* TASK GOAL:
Repeat each entry below exactly as it stands.

[Saved entries]

....

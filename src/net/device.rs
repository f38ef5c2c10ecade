/*!
 * Network Devices
 * Name-keyed device table consumed by SO_BINDTODEVICE
 */

use ahash::RandomState;
use dashmap::DashMap;
use serde::{Deserialize, Serialize};
use std::sync::Arc;

/// A network interface as seen by the socket layer.
///
/// Drivers own the real device state; the socket layer only holds a
/// reference so bound-device lookups and option reads have a name.
#[derive(Debug, Clone, Serialize, Deserialize)]
pub struct NetDevice {
    pub name: String,
    pub index: u32,
    pub mtu: u32,
}

impl NetDevice {
    pub fn new(name: impl Into<String>, index: u32, mtu: u32) -> Self {
        Self {
            name: name.into(),
            index,
            mtu,
        }
    }
}

/// Resolves interface names to device references
pub trait DeviceResolver: Send + Sync {
    fn by_name(&self, name: &str) -> Option<Arc<NetDevice>>;
}

/// In-memory device table
pub struct DeviceTable {
    devices: DashMap<String, Arc<NetDevice>, RandomState>,
}

impl DeviceTable {
    pub fn new() -> Self {
        Self {
            devices: DashMap::with_hasher(RandomState::new()),
        }
    }

    /// Register a device; replaces any previous device with the same name
    pub fn register(&self, device: NetDevice) -> Arc<NetDevice> {
        let device = Arc::new(device);
        self.devices
            .insert(device.name.clone(), Arc::clone(&device));
        device
    }

    /// Remove a device by name
    pub fn unregister(&self, name: &str) -> Option<Arc<NetDevice>> {
        self.devices.remove(name).map(|(_, dev)| dev)
    }
}

impl Default for DeviceTable {
    fn default() -> Self {
        Self::new()
    }
}

impl DeviceResolver for DeviceTable {
    fn by_name(&self, name: &str) -> Option<Arc<NetDevice>> {
        self.devices.get(name).map(|entry| Arc::clone(entry.value()))
    }
}
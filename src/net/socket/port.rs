/*!
 * Sync Port
 *
 * Per-socket readiness state plus the wait half of blocking calls.
 * Drivers and protocol endpoints set readiness; the blocking coordinator
 * waits on it. The port shares the manager's wait queue, keyed by
 * (descriptor, interest) so the two directions never cross-wake.
 */

use crate::core::sync::{WaitQueue, WaitResult};
use crate::core::types::SockFd;
use std::sync::atomic::{AtomicU8, Ordering};
use std::sync::Arc;
use std::time::Duration;

/// Readiness direction waited on by blocking calls
#[derive(Debug, Clone, Copy, PartialEq, Eq, Hash)]
pub enum Interest {
    Read,
    Write,
}

impl Interest {
    #[inline]
    fn bit(self) -> u8 {
        match self {
            Interest::Read => 0b01,
            Interest::Write => 0b10,
        }
    }
}

/// One socket's readiness state.
///
/// A wake without the matching readiness bit is meaningful: the connect
/// path uses it to detect a reset handshake, so `wait` does not filter
/// wakes through the bit itself. Callers that need the bit re-check with
/// `is_ready` after waking.
pub struct SyncPort {
    fd: SockFd,
    readiness: AtomicU8,
    queue: Arc<WaitQueue<(SockFd, Interest)>>,
}

impl SyncPort {
    pub(crate) fn new(fd: SockFd, queue: Arc<WaitQueue<(SockFd, Interest)>>) -> Self {
        Self {
            fd,
            readiness: AtomicU8::new(0),
            queue,
        }
    }

    /// Descriptor this port belongs to
    pub fn fd(&self) -> SockFd {
        self.fd
    }

    /// Immediate readiness test
    #[inline]
    pub fn is_ready(&self, interest: Interest) -> bool {
        self.readiness.load(Ordering::Acquire) & interest.bit() != 0
    }

    /// Mark a direction ready and wake its waiters.
    /// Producer side: called on packet arrival / transmit completion.
    pub fn set_ready(&self, interest: Interest) {
        self.readiness.fetch_or(interest.bit(), Ordering::Release);
        self.queue.wake_all((self.fd, interest));
    }

    /// Clear a direction (e.g. receive queue drained)
    pub fn clear_ready(&self, interest: Interest) {
        self.readiness.fetch_and(!interest.bit(), Ordering::Release);
    }

    /// Wake waiters without touching readiness.
    /// Error paths use this so a waiter re-checks and sees "not ready".
    pub fn wake(&self, interest: Interest) {
        self.queue.wake_all((self.fd, interest));
    }

    /// Block until woken or `timeout` elapses. Returns immediately when
    /// the direction is already ready.
    pub fn wait(&self, interest: Interest, timeout: Option<Duration>) -> WaitResult<()> {
        if self.is_ready(interest) {
            return Ok(());
        }
        self.queue.wait((self.fd, interest), timeout)
    }

    /// Approximate waiter count for diagnostics
    pub fn waiter_count(&self, interest: Interest) -> usize {
        self.queue.waiter_count((self.fd, interest))
    }
}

....

* RESULT BELOW:
filename src/net/device.rs
repository f38ef5c2c10ecade
/*!
 * Network Devices
 * Name-keyed device table consumed by SO_BINDTODEVICE
 */

use ahash::RandomState;
use dashmap::DashMap;
use serde::{Deserialize, Serialize};
use std::sync::Arc;

/// A network interface as seen by the socket layer.
///
/// Drivers own the real device state; the socket layer only holds a
/// reference so bound-device lookups and option reads have a name.
#[derive(Debug, Clone, Serialize, Deserialize)]
pub struct NetDevice {
    pub name: String,
    pub index: u32,
    pub mtu: u32,
}

impl NetDevice {
    pub fn new(name: impl Into<String>, index: u32, mtu: u32) -> Self {
        Self {
            name: name.into(),
            index,
            mtu,
        }
    }
}

/// Resolves interface names to device references
pub trait DeviceResolver: Send + Sync {
    fn by_name(&self, name: &str) -> Option<Arc<NetDevice>>;
}

/// In-memory device table
pub struct DeviceTable {
    devices: DashMap<String, Arc<NetDevice>, RandomState>,
}

impl DeviceTable {
    pub fn new() -> Self {
        Self {
            devices: DashMap::with_hasher(RandomState::new()),
        }
    }

    /// Register a device; replaces any previous device with the same name
    pub fn register(&self, device: NetDevice) -> Arc<NetDevice> {
        let device = Arc::new(device);
        self.devices
            .insert(device.name.clone(), Arc::clone(&device));
        device
    }

    /// Remove a device by name
    pub fn unregister(&self, name: &str) -> Option<Arc<NetDevice>> {
        self.devices.remove(name).map(|(_, dev)| dev)
    }
}

impl Default for DeviceTable {
    fn default() -> Self {
        Self::new()
    }
}

impl DeviceResolver for DeviceTable {
    fn by_name(&self, name: &str) -> Option<Arc<NetDevice>> {
        self.devices.get(name).map(|entry| Arc::clone(entry.value()))
    }
}
filename src/net/socket/port.rs
/*!
 * Sync Port
 *
 * Per-socket readiness state plus the wait half of blocking calls.
 * Drivers and protocol endpoints set readiness; the blocking coordinator
 * waits on it. The port shares the manager's wait queue, keyed by
 * (descriptor, interest) so the two directions never cross-wake.
 */

use crate::core::sync::{WaitQueue, WaitResult};
use crate::core::types::SockFd;
use std::sync::atomic::{AtomicU8, Ordering};
use std::sync::Arc;
use std::time::Duration;

/// Readiness direction waited on by blocking calls
#[derive(Debug, Clone, Copy, PartialEq, Eq, Hash)]
pub enum Interest {
    Read,
    Write,
}

impl Interest {
    #[inline]
    fn bit(self) -> u8 {
        match self {
            Interest::Read => 0b01,
            Interest::Write => 0b10,
        }
    }
}

/// One socket's readiness state.
///
/// A wake without the matching readiness bit is meaningful: the connect
/// path uses it to detect a reset handshake, so `wait` does not filter
/// wakes through the bit itself. Callers that need the bit re-check with
/// `is_ready` after waking.
pub struct SyncPort {
    fd: SockFd,
    readiness: AtomicU8,
    queue: Arc<WaitQueue<(SockFd, Interest)>>,
}

impl SyncPort {
    pub(crate) fn new(fd: SockFd, queue: Arc<WaitQueue<(SockFd, Interest)>>) -> Self {
        Self {
            fd,
            readiness: AtomicU8::new(0),
            queue,
        }
    }

    /// Descriptor this port belongs to
    pub fn fd(&self) -> SockFd {
        self.fd
    }

    /// Immediate readiness test
    #[inline]
    pub fn is_ready(&self, interest: Interest) -> bool {
        self.readiness.load(Ordering::Acquire) & interest.bit() != 0
    }

    /// Mark a direction ready and wake its waiters.
    /// Producer side: called on packet arrival / transmit completion.
    pub fn set_ready(&self, interest: Interest) {
        self.readiness.fetch_or(interest.bit(), Ordering::Release);
        self.queue.wake_all((self.fd, interest));
    }

    /// Clear a direction (e.g. receive queue drained)
    pub fn clear_ready(&self, interest: Interest) {
        self.readiness.fetch_and(!interest.bit(), Ordering::Release);
    }

    /// Wake waiters without touching readiness.
    /// Error paths use this so a waiter re-checks and sees "not ready".
    pub fn wake(&self, interest: Interest) {
        self.queue.wake_all((self.fd, interest));
    }

    /// Block until woken or `timeout` elapses. Returns immediately when
    /// the direction is already ready.
    pub fn wait(&self, interest: Interest, timeout: Option<Duration>) -> WaitResult<()> {
        if self.is_ready(interest) {
            return Ok(());
        }
        self.queue.wait((self.fd, interest), timeout)
    }

    /// Approximate waiter count for diagnostics
    pub fn waiter_count(&self, interest: Interest) -> usize {
        self.queue.waiter_count((self.fd, interest))
    }
}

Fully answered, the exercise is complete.